Puntarenas mostró una faceta muy agresiva en el primer tiempo, sobre todo en los minutos iniciales, cuando asumió el dominio y avanzó sin mayores problemas hacia el marco del Donny Grant. Con los brumosos aún en frío, Jorge Barbosa estuvo a punto de abrir la cuenta cuando se desplazó entre dos defensas cartagineses y se enfrentó solo con Grant, quien logró repeler el remate.
Cuando el juego ya había entrado en calor, el exceso de neblina obligó al árbitro Jeffry Santamaría a suspender el encuentro por 10 minutos, tras los cuales la bruma empezó a ceder y permitió continuar con el partido.
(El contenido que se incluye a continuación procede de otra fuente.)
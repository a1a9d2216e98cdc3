//! Fixture builders for rooms, rules and reservations.
//!
//! Every fixture belongs to [`HOTEL`] unless stated otherwise.

#![allow(clippy::expect_used)] // fixtures take hardcoded, valid dates

use chrono::{Days, NaiveDate};
use hotel_ops_core::rates::{
    DiscountRule, PricingStrategy, PromotionalCode, RateAdjustment, SeasonalRate, StrategyRule,
};
use hotel_ops_core::types::{
    GuestIdentity, GuestInfo, HotelId, Money, Reservation, ReservationId, ReservationStatus, Room,
    RoomId, RoomType, SeasonalRateId, StayDates, StrategyId,
};
use hotel_ops_core::{DateTime, Decimal, Utc};
use proptest::prelude::*;

/// The hotel every fixture belongs to
pub const HOTEL: HotelId = HotelId::new(1);

/// Calendar date from literal parts
///
/// # Panics
///
/// Panics on an impossible date.
#[must_use]
pub fn date(year: i32, month: u32, day: u32) -> NaiveDate {
    NaiveDate::from_ymd_opt(year, month, day).expect("fixture date should be valid")
}

/// Stay of `nights` nights starting on `check_in`
///
/// # Panics
///
/// Panics when `nights` is zero.
#[must_use]
pub fn stay(check_in: NaiveDate, nights: u64) -> StayDates {
    StayDates::new(check_in, check_in + Days::new(nights))
        .expect("fixture stay needs at least one night")
}

/// Creation timestamp used by reservation fixtures
#[must_use]
pub fn booked_at() -> DateTime<Utc> {
    date(2024, 12, 1).and_time(chrono::NaiveTime::MIN).and_utc()
}

/// Room numbered `number` (also its id), sleeping two, at `rate` per night
#[must_use]
pub fn room(number: u64, room_type: RoomType, rate: i64) -> Room {
    Room::new(
        RoomId::new(number),
        HOTEL,
        number.to_string(),
        room_type,
        Money::from_major(rate),
        2,
    )
}

/// Guest contact details
#[must_use]
pub fn guest(name: &str, email: &str) -> GuestInfo {
    GuestInfo {
        name: name.to_string(),
        email: email.to_string(),
        phone: None,
    }
}

/// Reservation of a double room at $100/night for two guests
#[must_use]
pub fn reservation(
    id: u64,
    room_id: Option<RoomId>,
    status: ReservationStatus,
    check_in: NaiveDate,
    nights: u64,
) -> Reservation {
    let stay = stay(check_in, nights);
    let price_per_night = Money::from_major(100);
    Reservation {
        id: ReservationId::new(id),
        hotel_id: HOTEL,
        room_id,
        room_type: RoomType::Double,
        stay,
        guests: 2,
        guest: GuestIdentity::Anonymous(guest("Ada Lovelace", "ada@example.com")),
        status,
        total_amount: price_per_night
            .scale(Decimal::from(stay.nights()))
            .scale(Decimal::new(115, 2)),
        price_per_night,
        special_requests: None,
        actual_check_in: None,
        actual_check_out: None,
        cancellation_reason: None,
        payment_reference: None,
        promo_code: None,
        created_at: booked_at(),
        version: 0,
    }
}

/// Always-effective strategy for all room types, priority 0
#[must_use]
pub fn strategy(id: u64, name: &str, multiplier: Decimal, rule: StrategyRule) -> PricingStrategy {
    PricingStrategy {
        id: StrategyId::new(id),
        hotel_id: HOTEL,
        name: name.to_string(),
        room_type: None,
        multiplier,
        priority: 0,
        active: true,
        effective_from: None,
        effective_to: None,
        rule,
    }
}

/// Seasonal rate for all room types, priority 0
#[must_use]
pub fn season(
    id: u64,
    name: &str,
    start_date: NaiveDate,
    end_date: NaiveDate,
    adjustment: RateAdjustment,
) -> SeasonalRate {
    SeasonalRate {
        id: SeasonalRateId::new(id),
        hotel_id: HOTEL,
        season_name: name.to_string(),
        start_date,
        end_date,
        room_type: None,
        adjustment,
        priority: 0,
        active: true,
    }
}

/// Percentage code valid for check-ins during 2025, minimum $200, 100 uses
#[must_use]
pub fn percentage_promotion(code: &str, percent: Decimal) -> PromotionalCode {
    PromotionalCode {
        hotel_id: HOTEL,
        code: code.to_string(),
        description: Some(format!("{percent}% off")),
        discount: DiscountRule::Percentage(percent),
        max_discount: None,
        min_amount: Some(Money::from_major(200)),
        valid_from: date(2025, 1, 1),
        valid_to: date(2025, 12, 31),
        usage_limit: Some(100),
        usage_count: 0,
        per_customer_limit: None,
        first_time_only: false,
        active: true,
    }
}

// ============================================================================
// Property-based generators
// ============================================================================

/// Any reservation status
pub fn any_status() -> impl Strategy<Value = ReservationStatus> {
    prop_oneof![
        Just(ReservationStatus::Pending),
        Just(ReservationStatus::Confirmed),
        Just(ReservationStatus::CheckedIn),
        Just(ReservationStatus::CheckedOut),
        Just(ReservationStatus::Cancelled),
        Just(ReservationStatus::NoShow),
    ]
}

/// Check-in during 2025 and a stay of 1 to 30 nights
pub fn any_stay() -> impl Strategy<Value = StayDates> {
    (0u64..365, 1u64..=30)
        .prop_map(|(offset, nights)| stay(date(2025, 1, 1) + Days::new(offset), nights))
}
Aunque los porteños intentaron retomar el control, Cartaginés fue asentándose poco a poco y frenó la agresividad con que habían ingresado los chuchequeros al estadio de la Vieja Metrópoli.
En la complementaria, Cartaginés fue otro. Al entrar con ahínco en pos de la anotación, obligó al Puerto a replegarse y utilizar el contragolpe como única salida de cuando en cuando.
El dominio local no se tradujo en anotaciones en buena parte por las destrezas del beliceño Shane Orio, quien tuvo que jugarse el físico en varias ocasiones en que se enfrentó con Enoc Pérez o Érick Jiménez. Pero el árbitro Santamaría también tuvo su cuota de responsabilidad, pues hubo varias jugadas encaminadas a llegar al marco de Puntarenas que fueron detenidas por el réferi ante alguna falta, cuando imperaba aplicar, al menos en algunos casos, la ley de la ventaja, esto en vista del dominio que mantuvo el equipo local en la segunda parte.
Entre tantas jugadas apremiantes, Érick Marín desperdició la última cuando no logró definir una buena posibilidad, casi al final del juego.